Sur un plan judiciaire, le dossier est, au fil des années, de plus en plus solide. Le 24 mai 2018, par exemple, le Tribunal permanent des Peuples (TPP) a retenu la culpabilité de l’Etat turc dans les assassinats ciblés, dont l’assassinat à Paris des trois militantes kurdes, qualifiés de “crimes d’Etat”. Si les jugements du TPP n’ont pas force de loi, ils restent néanmoins une référence au niveau international. Sur le plan politique, c’est plus aléatoire, pour preuve la décision de déclassifier certains documents “secret défense” rendue obsolète par une autre décision décidant de ne les déclassifier que “partiellement”, au point de les rendre inexploitables, ce qui nous amène à nous poser la question : qui protège-t-on ? Un autre fait troublant réside dans les révélations contenues dans un document, dont Me Comte révèle existence. Il s’agit sans doute d’un document, couvert par le secret et noté “très urgent” émanant du Ministère turc des Affaires étrangères (sous-direction de la Sécurité et des Renseignements) au ministère de la Justice, avec copie au Ministère de l’intérieur et au MIT. C’est une note rédigée par l’ambassadeur de Turquie à Paris après un entretien avec Manuel Valls, alors ministre de l’Intérieur, qui aurait eu lieu le 21 janvier 2013.
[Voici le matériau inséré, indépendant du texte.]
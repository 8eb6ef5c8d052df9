//! Command handlers - business logic for processing UI events

use std::sync::Arc;

use crate::app::transitions::{self, Action};
use crate::app::AppState;
use crate::messages::ui_events::{Focus, UiEvent, View};
use crate::messages::{NetworkCommand, NetworkResponse};
use crate::models::{HeaderEntry, HttpMethod};

/// What the actor must do after an event has been applied
#[derive(Debug)]
pub enum Effect {
    None,
    Dispatch(NetworkCommand),
    Quit,
}

impl AppState {
    /// Interpret one UI event against the current state
    pub fn handle_event(&mut self, event: UiEvent) -> Effect {
        let action = transitions::resolve(self.view, self.focus, event);
        tracing::trace!(?event, ?action, view = ?self.view, focus = ?self.focus, "Resolved event");
        self.apply(action)
    }

    pub fn apply(&mut self, action: Action) -> Effect {
        match action {
            Action::Quit => return Effect::Quit,
            Action::CycleView => self.view = self.view.next(),
            Action::Resize { width, height } => self.viewport = (width, height),

            Action::FocusUp => self.focus = self.focus.up(),
            Action::FocusDown => self.focus = self.focus.down(),
            Action::MethodPrev => self.select_method(self.method_cursor.saturating_sub(1)),
            Action::MethodNext => self.select_method(self.method_cursor + 1),
            Action::Edit(op) => {
                if let Some(field) = self.focused_field_mut() {
                    field.apply(op);
                }
            }
            Action::CommitHeader => self.commit_header(),
            Action::Send => {
                if let Some(cmd) = self.prepare_request() {
                    return Effect::Dispatch(cmd);
                }
            }

            Action::ScrollUp => self.response_scroll = self.response_scroll.saturating_sub(1),
            Action::ScrollDown => self.response_scroll = self.response_scroll.saturating_add(1),

            Action::HistoryPrev => self.history_selected = self.history_selected.saturating_sub(1),
            Action::HistoryNext => {
                let last = self.history.len().saturating_sub(1);
                self.history_selected = (self.history_selected + 1).min(last);
            }
            Action::Recall => self.recall_selected(),

            Action::Ignore => {}
        }

        Effect::None
    }

    // ========================
    // Request composition
    // ========================

    fn select_method(&mut self, cursor: usize) {
        self.method_cursor = cursor.min(HttpMethod::ALL.len() - 1);
        self.draft.method = Some(HttpMethod::ALL[self.method_cursor]);
    }

    /// Append the pending header when both fields are filled, then clear them
    pub fn commit_header(&mut self) {
        if self.header_key.is_empty() || self.header_value.is_empty() {
            tracing::debug!("Header commit ignored, key or value empty");
            return;
        }

        self.draft
            .headers
            .push(HeaderEntry::new(self.header_key.value(), self.header_value.value()));
        self.header_key.clear();
        self.header_value.clear();
    }

    // ========================
    // Request sending
    // ========================

    /// Snapshot the draft into history and hand back the execute command.
    /// Returns `None` while another exchange is in flight.
    pub fn prepare_request(&mut self) -> Option<NetworkCommand> {
        if self.in_flight() {
            tracing::debug!(pending = ?self.pending, "Submit ignored, exchange in flight");
            return None;
        }

        let record = Arc::new(self.draft.snapshot());
        tracing::info!(id = %record.id, method = record.method.as_str(), url = %record.url, "Submitting request");

        self.pending = Some(record.id);
        self.history.push(record.clone());

        Some(NetworkCommand::Execute { record })
    }

    // ========================
    // Response handling
    // ========================

    pub fn handle_response(&mut self, response: NetworkResponse) {
        if self.pending != Some(response.id) {
            tracing::warn!(id = %response.id, pending = ?self.pending, "Dropping stale completion");
            return;
        }

        self.pending = None;
        match response.result {
            Ok(record) => {
                self.response = Some(record);
                self.error = None;
                self.response_scroll = 0;
                self.view = View::Response;
            }
            Err(e) => {
                self.error = Some(e.to_string());
            }
        }
    }

    /// The pending exchange will never complete; unblock submission
    pub fn abandon_request(&mut self, reason: &str) {
        if let Some(id) = self.pending.take() {
            tracing::error!(%id, reason, "Abandoning request");
            self.error = Some(reason.to_string());
        }
    }

    // ========================
    // History
    // ========================

    fn recall_selected(&mut self) {
        let Some(record) = self.history.get(self.history_selected).cloned() else {
            return;
        };

        self.draft.recall(&record);
        self.method_cursor = record.method.index();
        self.view = View::Request;
        self.focus = Focus::Url;
    }
}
Que s’est-il passé le 21 janvier 2013 ?

Ce document, qui est bien sûr sujet à caution, tend à démontrer une certaine convergence de vue franco-turque. En tout cas on est loin d’une injonction ministérielle convoquant un ambassadeur pour qu’il vienne s’expliquer sur un crime mettant en cause les autorités de son pays. Non, son objet est : “les membres de l’organisation terroriste PKK tuées à Paris / compte rendu de l’entretien avec le ministre de l’Intérieur Français”. Les thèses “amoureux éconduit” et “règlement de comptes au sein du PKK” sont mises en avant. Celle d’une exécution par un professionnel est même mise en doute (l’arme “d’un petit calibre” ne serait pas celle d’un pro, affirmation totalement infondée). Et Güney, le tueur présumé, semble un peu “dérangé” dans sa tête mais “sa proximité avec le PKK est avérée”. Manuel Valls aurait déclaré : “nous allons continuer de lutter avec détermination contre le PKK”. Tout semble donc être mis en avant pour ne pas compromettre le déplacement programmé du président Hollande en Turquie (y compris en niant ses relations avec Rojbîn, qui semblent embarrasser le ministre de l’intérieur et le président). Il est également rappelé la nécessité de renforcer la coopération policière. Tout ceci est évidemment choquant : Manuel Valls ignorait-il, le 21 janvier 2013, la possible implication du MIT dans le triple assassinat ? Les services secrets français ont-ils été défaillants à ce point ? Nous avons peine à le croire. Nous espérons que Manuel Valls aura l’occasion un jour de s’expliquer devant les autorités compétentes de son pays. Nous attendons aussi avec intérêt les explications des deux hautes personnalités qui l’accompagnaient : son conseiller diplomatique, Emmanuel Barbé, magistrat et haut fonctionnaire, aujourd’hui préfet de police des Bouches-du-Rhône et son directeur de cabinet, Thierry Lataste, préfet hors classe, aujourd’hui conseiller d’Etat en service extraordinaire.